### Work instructions
Set all of the entries down again precisely as they are written.

(Dataset entries)
==================================================
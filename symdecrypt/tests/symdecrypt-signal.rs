#![cfg(unix)]

use std::io::Read;
use std::process::{Command, Stdio};
use std::thread;
use std::time::Duration;

use tempfile::TempDir;

use sequoia_openpgp as openpgp;
use openpgp::Result;

/// How long to give the child to install its signal handlers.
const STARTUP: Duration = Duration::from_secs(2);

mod integration {
    use super::*;

    /// Starts symdecrypt reading from a stdin that never delivers
    /// any data, delivers `signal`, and returns the exit code, stdout,
    /// and stderr.
    fn interrupt_hung_decryption(signal: libc::c_int, extra_args: &[&str])
                                 -> Result<(Option<i32>, String, String)> {
        let mut child = Command::new(env!("CARGO_BIN_EXE_symdecrypt"))
            .args(["--passphrase", "swordfish"])
            .args(extra_args)
            .env_remove("RUST_LOG")
            .stdin(Stdio::piped())
            .stdout(Stdio::piped())
            .stderr(Stdio::piped())
            .spawn()?;

        // Keep stdin open, so that the child blocks reading it.
        let stdin = child.stdin.take();

        thread::sleep(STARTUP);
        let rc = unsafe { libc::kill(child.id() as libc::pid_t, signal) };
        assert_eq!(rc, 0);

        let status = child.wait()?;
        drop(stdin);

        let mut stdout = String::new();
        child.stdout.take().unwrap().read_to_string(&mut stdout)?;
        let mut stderr = String::new();
        child.stderr.take().unwrap().read_to_string(&mut stderr)?;

        Ok((status.code(), stdout, stderr))
    }

    #[test]
    fn sigint_dumps_threads() -> Result<()> {
        let (code, stdout, stderr) =
            interrupt_hung_decryption(libc::SIGINT, &[])?;

        assert_eq!(code, Some(1));
        assert!(stdout.is_empty());
        assert!(stderr.contains("Received SIGINT, dumping threads"),
                "stderr: {}", stderr);
        assert!(stderr.contains("Backtrace of thread \"signal-monitor\""),
                "stderr: {}", stderr);
        #[cfg(target_os = "linux")]
        assert!(stderr.contains("\"signal-monitor\": state"),
                "stderr: {}", stderr);
        Ok(())
    }

    #[test]
    fn termination_signals_are_handled_alike() -> Result<()> {
        for (signal, name) in [(libc::SIGTERM, "SIGTERM"),
                               (libc::SIGHUP, "SIGHUP"),
                               (libc::SIGPIPE, "SIGPIPE")] {
            let (code, stdout, stderr) =
                interrupt_hung_decryption(signal, &[])?;

            assert_eq!(code, Some(1), "{}", name);
            assert!(stdout.is_empty(), "{}", name);
            assert!(stderr.contains(&format!("Received {}", name)),
                    "stderr: {}", stderr);
        }
        Ok(())
    }

    #[test]
    fn sigint_writes_profile() -> Result<()> {
        let dir = TempDir::new()?;
        let profile = dir.path().join("cpu.pb");

        let (code, stdout, stderr) = interrupt_hung_decryption(
            libc::SIGINT,
            &["--cpuprofile", &profile.to_string_lossy()])?;

        assert_eq!(code, Some(1));
        assert!(stdout.is_empty());
        assert!(stderr.contains("CPU profile written"), "stderr: {}", stderr);
        assert!(profile.exists());
        Ok(())
    }
}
==================================================
### Your response
filename symdecrypt/tests/symdecrypt-signal.rs
#![cfg(unix)]

use std::io::Read;
use std::process::{Command, Stdio};
use std::thread;
use std::time::Duration;

use tempfile::TempDir;

use sequoia_openpgp as openpgp;
use openpgp::Result;

/// How long to give the child to install its signal handlers.
const STARTUP: Duration = Duration::from_secs(2);

mod integration {
    use super::*;

    /// Starts symdecrypt reading from a stdin that never delivers
    /// any data, delivers `signal`, and returns the exit code, stdout,
    /// and stderr.
    fn interrupt_hung_decryption(signal: libc::c_int, extra_args: &[&str])
                                 -> Result<(Option<i32>, String, String)> {
        let mut child = Command::new(env!("CARGO_BIN_EXE_symdecrypt"))
            .args(["--passphrase", "swordfish"])
            .args(extra_args)
            .env_remove("RUST_LOG")
            .stdin(Stdio::piped())
            .stdout(Stdio::piped())
            .stderr(Stdio::piped())
            .spawn()?;

        // Keep stdin open, so that the child blocks reading it.
        let stdin = child.stdin.take();

        thread::sleep(STARTUP);
        let rc = unsafe { libc::kill(child.id() as libc::pid_t, signal) };
        assert_eq!(rc, 0);

        let status = child.wait()?;
        drop(stdin);

        let mut stdout = String::new();
        child.stdout.take().unwrap().read_to_string(&mut stdout)?;
        let mut stderr = String::new();
        child.stderr.take().unwrap().read_to_string(&mut stderr)?;

        Ok((status.code(), stdout, stderr))
    }

    #[test]
    fn sigint_dumps_threads() -> Result<()> {
        let (code, stdout, stderr) =
            interrupt_hung_decryption(libc::SIGINT, &[])?;

        assert_eq!(code, Some(1));
        assert!(stdout.is_empty());
        assert!(stderr.contains("Received SIGINT, dumping threads"),
                "stderr: {}", stderr);
        assert!(stderr.contains("Backtrace of thread \"signal-monitor\""),
                "stderr: {}", stderr);
        #[cfg(target_os = "linux")]
        assert!(stderr.contains("\"signal-monitor\": state"),
                "stderr: {}", stderr);
        Ok(())
    }

    #[test]
    fn termination_signals_are_handled_alike() -> Result<()> {
        for (signal, name) in [(libc::SIGTERM, "SIGTERM"),
                               (libc::SIGHUP, "SIGHUP"),
                               (libc::SIGPIPE, "SIGPIPE")] {
            let (code, stdout, stderr) =
                interrupt_hung_decryption(signal, &[])?;

            assert_eq!(code, Some(1), "{}", name);
            assert!(stdout.is_empty(), "{}", name);
            assert!(stderr.contains(&format!("Received {}", name)),
                    "stderr: {}", stderr);
        }
        Ok(())
    }

    #[test]
    fn sigint_writes_profile() -> Result<()> {
        let dir = TempDir::new()?;
        let profile = dir.path().join("cpu.pb");

        let (code, stdout, stderr) = interrupt_hung_decryption(
            libc::SIGINT,
            &["--cpuprofile", &profile.to_string_lossy()])?;

        assert_eq!(code, Some(1));
        assert!(stdout.is_empty());
        assert!(stderr.contains("CPU profile written"), "stderr: {}", stderr);
        assert!(profile.exists());
        Ok(())
    }
}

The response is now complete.